The Federal Communications Commission’s recent decision to regulate the Internet under a Title II regime, however, places this global leadership at risk. Facing numerous challenges in court, the FCC’s Open Internet Order brings nothing but uncertainty to entrepreneurs and consumers alike.

This uncertainty is examined at length in a new study released by the Georgetown Center or Business and Public Policy (GCBPP), “Regulation and Investment: A Note on Policy Evaluation under Uncertainty, With an Application to FCC Title II Regulation of the Internet.”

Authored by economists Robert Shapiro and Kevin Hassett, the study reveals that prevailing economic theories refute FCC claims made that Title II will grow Internet investment. By highlighting the “clouds of doubt” surrounding the FCC’s new Title II rules, the authors compare the current broadband investment environment fostered by Title II to the atmosphere businesses and investors feel during an election year.
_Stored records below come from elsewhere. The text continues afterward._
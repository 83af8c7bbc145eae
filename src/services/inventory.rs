//! Inventory Ledger
//!
//! Owns ingredient stock levels, the low-stock policy and alert records.
//! Stock is only ever mutated through the repository's atomic adjustment;
//! this service layers caching, invalidation and the alerting rules on top.

use crate::cache::{self, CacheStore, keys};
use crate::db::models::{AiAlert, AlertDraft, AlertSeverity, AlertType, Ingredient, IngredientCreate};
use crate::db::repository::{AlertRepository, IngredientRepository, RepoResult};
use chrono::Utc;
use rust_decimal::Decimal;
use serde::{Deserialize, Serialize};
use std::sync::Arc;
use std::time::Duration;

const INGREDIENTS_TTL: Duration = Duration::from_secs(300);
/// Alerts are write-heavy; keep them barely cached
const ALERTS_TTL: Duration = Duration::from_secs(60);
const DASHBOARD_TTL: Duration = Duration::from_secs(120);
const ALERTS_LIMIT: i64 = 50;

/// Low-stock policy, shared by the order pipeline and the on-demand
/// analysis: an alert is due iff the quantity fell below the threshold,
/// CRITICAL when stock is exhausted (or negative), HIGH otherwise.
pub fn low_stock_alert(ingredient: &Ingredient) -> Option<AlertDraft> {
    if !ingredient.is_low_stock() {
        return None;
    }
    let severity = if ingredient.quantity <= Decimal::ZERO {
        AlertSeverity::Critical
    } else {
        AlertSeverity::High
    };
    Some(AlertDraft {
        alert_type: AlertType::LowStock,
        severity,
        title: format!("Low Stock: {}", ingredient.name),
        message: format!(
            "{} is below threshold ({}{} remaining, threshold: {}{})",
            ingredient.name,
            ingredient.quantity,
            ingredient.unit,
            ingredient.threshold,
            ingredient.unit
        ),
        ingredient_id: Some(ingredient.id.clone()),
    })
}

#[derive(Debug, Clone, PartialEq, Serialize, Deserialize)]
#[serde(rename_all = "camelCase")]
pub struct InventoryStats {
    pub total: u64,
    pub low_stock: u64,
    pub near_expiry: u64,
    pub total_quantity: Decimal,
}

#[derive(Debug, Clone, PartialEq, Serialize, Deserialize)]
#[serde(rename_all = "camelCase")]
pub struct InventoryDashboard {
    pub ingredients: Vec<Ingredient>,
    pub stats: InventoryStats,
}

#[derive(Clone)]
pub struct InventoryService {
    ingredients: IngredientRepository,
    alerts: AlertRepository,
    cache: Arc<dyn CacheStore>,
}

impl InventoryService {
    pub fn new(
        ingredients: IngredientRepository,
        alerts: AlertRepository,
        cache: Arc<dyn CacheStore>,
    ) -> Self {
        Self {
            ingredients,
            alerts,
            cache,
        }
    }

    /// All ingredients, name ascending, cached
    pub async fn get_ingredients(&self) -> RepoResult<Vec<Ingredient>> {
        let key = keys::ingredients();
        if let Some(cached) = cache::get_json::<Vec<Ingredient>>(&*self.cache, &key).await {
            tracing::debug!("Ingredients served from cache");
            return Ok(cached);
        }
        let list = self.ingredients.find_all().await?;
        cache::put_json(&*self.cache, &key, &list, INGREDIENTS_TTL).await;
        Ok(list)
    }

    /// One ingredient, cached per id. The order pipeline deliberately does
    /// NOT use this: its stock pre-check reads the repository directly so
    /// it never decides on a stale cached quantity.
    pub async fn get_ingredient(&self, id: &str) -> RepoResult<Option<Ingredient>> {
        let key = keys::ingredient(id);
        if let Some(cached) = cache::get_json::<Ingredient>(&*self.cache, &key).await {
            return Ok(Some(cached));
        }
        let ingredient = self.ingredients.find_by_id(id).await?;
        if let Some(ingredient) = &ingredient {
            cache::put_json(&*self.cache, &key, ingredient, INGREDIENTS_TTL).await;
        }
        Ok(ingredient)
    }

    /// Alerts filtered by read state, newest first, capped at 50
    pub async fn get_alerts(&self, is_read: bool) -> RepoResult<Vec<AiAlert>> {
        let key = keys::alerts(is_read);
        if let Some(cached) = cache::get_json::<Vec<AiAlert>>(&*self.cache, &key).await {
            tracing::debug!(is_read, "Alerts served from cache");
            return Ok(cached);
        }
        let list = self.alerts.find_by_read(is_read, ALERTS_LIMIT).await?;
        cache::put_json(&*self.cache, &key, &list, ALERTS_TTL).await;
        Ok(list)
    }

    /// Idempotent. Dismissing one alert shifts both partitions, so both
    /// cache entries are dropped.
    pub async fn mark_alert_read(&self, alert_id: &str) -> RepoResult<()> {
        self.alerts.mark_read(alert_id).await?;
        cache::invalidate(
            &*self.cache,
            &[&keys::alerts(false), &keys::alerts(true)],
        )
        .await;
        Ok(())
    }

    /// Atomic decrement returning the post-update row
    pub async fn decrement_stock(&self, id: &str, amount: Decimal) -> RepoResult<Ingredient> {
        self.ingredients.decrement_stock(id, amount).await
    }

    /// Atomic increment returning the post-update row
    pub async fn increment_stock(&self, id: &str, amount: Decimal) -> RepoResult<Ingredient> {
        self.ingredients.increment_stock(id, amount).await
    }

    /// Ingredients expiring within the window, soonest first (uncached)
    pub async fn get_near_expiry(&self, window_days: i64) -> RepoResult<Vec<Ingredient>> {
        self.ingredients.near_expiry(window_days).await
    }

    /// Dashboard aggregates, cached briefly
    pub async fn get_dashboard(&self) -> RepoResult<InventoryDashboard> {
        let key = keys::inventory_dashboard();
        if let Some(cached) = cache::get_json::<InventoryDashboard>(&*self.cache, &key).await {
            tracing::debug!("Inventory dashboard served from cache");
            return Ok(cached);
        }

        let ingredients = self.ingredients.find_all().await?;
        let now = Utc::now();
        let low_stock = ingredients.iter().filter(|i| i.is_low_stock()).count() as u64;
        let near_expiry = ingredients
            .iter()
            .filter(|i| match i.expiry_date {
                Some(expiry) => expiry >= now && expiry <= now + chrono::Duration::days(7),
                None => false,
            })
            .count() as u64;
        let total_quantity: Decimal = ingredients.iter().map(|i| i.quantity).sum();

        let dashboard = InventoryDashboard {
            stats: InventoryStats {
                total: ingredients.len() as u64,
                low_stock,
                near_expiry,
                total_quantity,
            },
            ingredients,
        };
        cache::put_json(&*self.cache, &key, &dashboard, DASHBOARD_TTL).await;
        Ok(dashboard)
    }

    /// Register a new ingredient (admin); invalidates the ingredient caches
    pub async fn create_ingredient(&self, data: IngredientCreate) -> RepoResult<Ingredient> {
        let ingredient = self.ingredients.create(data).await?;
        cache::invalidate(
            &*self.cache,
            &[&keys::ingredients(), &keys::inventory_dashboard()],
        )
        .await;
        tracing::info!(ingredient_id = %ingredient.id, name = %ingredient.name, "Ingredient created");
        Ok(ingredient)
    }

    /// Admin stock correction; invalidates the ingredient caches
    pub async fn set_quantity(&self, id: &str, quantity: Decimal) -> RepoResult<Ingredient> {
        let ingredient = self.ingredients.set_quantity(id, quantity).await?;
        cache::invalidate(
            &*self.cache,
            &[
                &keys::ingredient(id),
                &keys::ingredients(),
                &keys::inventory_dashboard(),
            ],
        )
        .await;
        tracing::info!(ingredient_id = %id, quantity = %quantity, "Ingredient quantity updated");
        Ok(ingredient)
    }

    /// Batch admin correction, transactional: either every update applies
    /// or none does
    pub async fn batch_set_quantities(
        &self,
        updates: &[(String, Decimal)],
    ) -> RepoResult<Vec<Ingredient>> {
        let updated = self.ingredients.set_quantities(updates).await?;
        let mut stale: Vec<String> = updates
            .iter()
            .map(|(id, _)| keys::ingredient(id))
            .collect();
        stale.push(keys::ingredients());
        stale.push(keys::inventory_dashboard());
        let stale_refs: Vec<&str> = stale.iter().map(String::as_str).collect();
        cache::invalidate(&*self.cache, &stale_refs).await;
        tracing::info!(count = updated.len(), "Batch ingredient update");
        Ok(updated)
    }

    /// On-demand rule-based sweep over the whole ledger, batch-inserting
    /// low-stock and near-expiry alerts. Returns the number of alerts
    /// written.
    pub async fn analyze_inventory(&self) -> RepoResult<u64> {
        let ingredients = self.ingredients.find_all().await?;
        let now = Utc::now();
        let mut drafts: Vec<AlertDraft> = Vec::new();

        for ingredient in &ingredients {
            if let Some(alert) = low_stock_alert(ingredient) {
                drafts.push(alert);
            }
            if let Some(expiry) = ingredient.expiry_date {
                let secs = (expiry - now).num_seconds();
                if secs >= 0 {
                    let days = (secs + 86_399) / 86_400; // ceil to whole days
                    if days <= 3 {
                        drafts.push(AlertDraft {
                            alert_type: AlertType::NearExpiry,
                            severity: if days <= 1 {
                                AlertSeverity::High
                            } else {
                                AlertSeverity::Medium
                            },
                            title: format!("Near Expiry: {}", ingredient.name),
                            message: format!(
                                "{} expires in {} days",
                                ingredient.name, days
                            ),
                            ingredient_id: Some(ingredient.id.clone()),
                        });
                    }
                }
            }
        }

        let created = self.alerts.create_many(&drafts).await?;
        if created > 0 {
            cache::invalidate(
                &*self.cache,
                &[&keys::alerts(false), &keys::alerts(true)],
            )
            .await;
        }
        tracing::info!(alerts_created = created, "Inventory analysis completed");
        Ok(created)
    }
}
The economists determine that, in total, restrictive Title II regulations could reduce future wireline investments by between “17.8% and 31.7% per-year” and future total wireline and wireless investments by between “12.8% and 20.8% per-year.”

Additional Key Findings:

Lowered Network Efficiency: Title II would reduce the efficiency of most network arrangements that depend on Internet platforms, devalue the investments made in those platforms or based on them, and force many organizations to reorient their enterprises in ways that would minimize the costs of the regulation rather than – maximizing efficient operations.
Impacting Online Video Services and Small ISPs: Title II would affect online video services such as YouTube, Netflix, and Hulu that provide or lease transmission capacity, web search advertising services such as Yahoo and Google that transmit customers’ ads to end users, and cloud computing services, e-readers, and machine-to-machine service providers with transmission capabilities. These effects could be relatively more costly for small ISPs and content service companies with far fewer resources than the larger firms.
Disruption to Innovation: New regulatory hurdles to offering new services and innovations, such as the general conduct standard, introduce delay and uncertainty into the innovation cycles for Internet-related products and services.
The study also notes that by reversing the polices that have attributed over two decades of global leadership, Title II moves America one step closer to an ineffective European regulatory model practiced in the early 2000’s.

Shapiro and Hassett are not alone in their analysis of Title II. Diverse voices from around the country agree that changing the Internet into an outdated Title II telephone service is a momentous step backwards for the America’s Internet future.

The only solution rests with Congress codifying net neutrality into law while preventing the negative consequences of Title II. A legislative remedy on net neutrality has the added advantage of avoiding the legal uncertainty of an FCC ruling and preventing future FCC officials from abandoning net neutrality altogether.  Let’s not risk the historic innovative, economic and consumer benefit gains we have enjoyed since the 1990s by adopting Title II. Congress should instead enshrine a permanent and open Internet solution through bipartisan legislation.